Berdasarkan data studi hemisferektomi menyimpulkan bahwa perbedaan masa pulih
(recovery) sesudah cedera/trauma pada sistem nervus matur vs imatur, bukan hanya berkaitan
dengan usia saat cedera/trauma terjadi,namun juga merefleksikan lamanya masa pulih yang
dihubungkan dengan penyebab lesi dan jenis pemeriksaan atau tes yang dilakukan. Studi
kohort pada usia dewasa akan mempunyai masa follow up yang singkat sehubungan dengan
keterbatasan usia harapan hidup. Demikian juga halnya pada studi yang melibatkan subjek
dengan tumor otak, tentu akan mempengaruhi potensial masa pulih penderitanya.

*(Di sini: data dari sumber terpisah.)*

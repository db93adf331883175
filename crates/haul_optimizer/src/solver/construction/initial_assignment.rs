use std::sync::Arc;

use tracing::debug;

use crate::{
    problem::pickup_delivery_problem::PickupDeliveryProblem,
    solver::{solution::route_assignment::RouteAssignment, solver_error::SolverError},
};

/// Chains every task on the vehicle with the largest capacity, in task-set
/// order, each pickup directly followed by its delivery. The other vehicles
/// start empty.
///
/// Since at most one task is on board at any time, the result is feasible as
/// soon as the heaviest task fits the largest vehicle.
pub fn initial_assignment(
    problem: Arc<PickupDeliveryProblem>,
) -> Result<RouteAssignment, SolverError> {
    if problem.fleet().is_empty() {
        return Err(SolverError::EmptyFleet);
    }

    let (largest, vehicle) = problem.fleet().largest_vehicle();
    let capacity = vehicle.capacity();

    if let Some(task) = problem
        .tasks()
        .iter()
        .find(|task| !vehicle.can_carry(task.weight()))
    {
        return Err(SolverError::TaskExceedsCapacity {
            task_id: task.id(),
            weight: task.weight(),
            capacity,
        });
    }

    let space = problem.action_space();
    let mut chains = vec![Vec::new(); space.num_vehicles()];
    chains[largest.get()] = problem
        .tasks()
        .iter_idx()
        .flat_map(|(task, _)| [space.pickup(task), space.delivery(task)])
        .collect();

    debug!(
        vehicle = largest.get(),
        tasks = space.num_tasks(),
        "Built initial assignment"
    );

    Ok(RouteAssignment::from_chains(problem, &chains))
}
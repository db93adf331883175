use jiff::SpanRelativeTo;

/// Accepts a `SignedDuration` ("2s", "PT0.5S"), a `Span` ("1m 30s") or a
/// number of seconds.
pub fn parse_duration(input: &str) -> Result<jiff::SignedDuration, String> {
    if let Ok(duration) = input.parse::<jiff::SignedDuration>() {
        return Ok(duration);
    }

    if let Ok(duration) = input
        .parse::<jiff::Span>()
        .and_then(|span| span.to_duration(SpanRelativeTo::days_are_24_hours()))
    {
        return Ok(duration);
    }

    if let Ok(seconds) = input.parse::<i64>() {
        return Ok(jiff::SignedDuration::from_secs(seconds.abs()));
    }

    Err(format!("Invalid duration '{input}'"))
}
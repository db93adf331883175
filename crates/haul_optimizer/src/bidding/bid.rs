use std::fmt::Display;

use serde::Serialize;

/// Answer to an auctioned task.
#[derive(Serialize, Debug, Clone, Copy, PartialEq, Eq, Hash)]
#[serde(rename_all = "snake_case")]
pub enum Bid {
    Price(u64),
    /// The agent declines the task.
    Abstain,
}

impl Bid {
    pub fn price(&self) -> Option<u64> {
        match self {
            Bid::Price(price) => Some(*price),
            Bid::Abstain => None,
        }
    }

    pub fn is_abstain(&self) -> bool {
        matches!(self, Bid::Abstain)
    }
}

impl Display for Bid {
    fn fmt(&self, f: &mut std::fmt::Formatter<'_>) -> std::fmt::Result {
        match self {
            Bid::Price(price) => write!(f, "{price}"),
            Bid::Abstain => write!(f, "abstain"),
        }
    }
}
use crate::{
    problem::vehicle::VehicleIdx,
    solver::{
        operators::{
            change_vehicle::ChangeVehicleOperator, move_error::MoveError,
            swap_actions::SwapActionsOperator,
        },
        solution::route_assignment::RouteAssignment,
    },
};

/// A mutation that derives a new assignment from an existing one.
pub trait NeighborOperator: Sized {
    /// Emits every move of this kind around `vehicle`.
    fn generate_moves<C>(solution: &RouteAssignment, vehicle: VehicleIdx, consumer: C)
    where
        C: FnMut(Self);

    /// Returns the mutated copy, leaving `solution` untouched.
    fn apply(&self, solution: &RouteAssignment) -> Result<RouteAssignment, MoveError>;
}

#[derive(Debug)]
pub enum NeighborMove {
    /// Moves the first task of a chain to the front of another vehicle's chain.
    ChangeVehicle(ChangeVehicleOperator),
    /// Exchanges two actions of the same chain.
    SwapActions(SwapActionsOperator),
}

impl NeighborMove {
    pub fn operator_name(&self) -> &'static str {
        match self {
            NeighborMove::ChangeVehicle(_) => "Change-Vehicle",
            NeighborMove::SwapActions(_) => "Swap-Actions",
        }
    }

    pub fn apply(&self, solution: &RouteAssignment) -> Result<RouteAssignment, MoveError> {
        match self {
            NeighborMove::ChangeVehicle(op) => op.apply(solution),
            NeighborMove::SwapActions(op) => op.apply(solution),
        }
    }
}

Menurunnya plastisitas otak seiring dengan bertambahnya usia tidak berarti reorganisasi tidak mungkin terjadi pada waktu yang panjang. Sebagai contoh, pada sindrom
Sturge-Weber, terjadi kalsifikasi yang progresif walaupun pada saat bersamaan re-organisasi
kemampuan bahasa yang terus berlanjut hingga usia lebih tua.

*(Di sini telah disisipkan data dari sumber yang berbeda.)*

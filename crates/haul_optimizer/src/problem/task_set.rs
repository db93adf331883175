use crate::{
    problem::task::{Task, TaskIdx},
    utils::enumerate_idx::EnumerateIdx,
};

/// Ordered collection of tasks. The order is the iteration order used by the
/// initial assignment and determines each task's [`TaskIdx`].
#[derive(Debug, Clone, Default, PartialEq)]
pub struct TaskSet {
    tasks: Vec<Task>,
}

impl TaskSet {
    pub fn new(tasks: Vec<Task>) -> Self {
        TaskSet { tasks }
    }

    pub fn len(&self) -> usize {
        self.tasks.len()
    }

    pub fn is_empty(&self) -> bool {
        self.tasks.is_empty()
    }

    pub fn task(&self, task_idx: TaskIdx) -> &Task {
        &self.tasks[task_idx]
    }

    pub fn tasks(&self) -> &[Task] {
        &self.tasks
    }

    pub fn iter(&self) -> impl Iterator<Item = &Task> {
        self.tasks.iter()
    }

    pub fn iter_idx(&self) -> impl Iterator<Item = (TaskIdx, &Task)> {
        self.tasks.iter().enumerate_idx()
    }

    pub fn push(&mut self, task: Task) {
        self.tasks.push(task);
    }

    /// Copy of this set with `task` appended last.
    pub fn with_task(&self, task: Task) -> Self {
        let mut tasks = Vec::with_capacity(self.tasks.len() + 1);
        tasks.extend_from_slice(&self.tasks);
        tasks.push(task);
        TaskSet { tasks }
    }

    pub fn contains_id(&self, id: u32) -> bool {
        self.tasks.iter().any(|task| task.id() == id)
    }
}

impl FromIterator<Task> for TaskSet {
    fn from_iter<I: IntoIterator<Item = Task>>(iter: I) -> Self {
        TaskSet {
            tasks: iter.into_iter().collect(),
        }
    }
}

Masa pulih pada cedera hemisfer kiri dimana hemisfer kanan secara perlahan
mengambil alih aspek bahasa dan memori verbal juga bisa memakan waktu yang cukup
panjang. Akuisisi bahasa pada anak yang belum terpapar (exposed) bahasa sama sekali, atau
belum bicara hingga akhir dekade pertama juga akan memperpanjang masa re-organisasi
yang dibutuhkan. Dalam berbagai kasus, masa transfer kemampuan bahasa dari hemisfer
kanan ke kiri memerlukan waktu yang relatif lebih panjang dibandingkan dengan durasi
plastisitas serebral pada umumnya
Dengan demikian plastisitas otak mempengaruhi fungsi kognitif seseorang baik secara
positif maupun secara negatif. Faktor yang mempengaruhi neuroplastisitas ini sangat banyak
8

yang akan membawa baik secara postif (untuk meningkatkan fungsi kognitif) dan negatif.
Plastisitas ini juga dapat menutupi kekurangan fungsi yang hilang dengan mengadaptasi
bagian tertentu yang seharusnya memiliki fungsi yang berbeda. Maka plastisitas ini penting
dalam mekanisme kehidupan manusia yang selalu beradaptasi.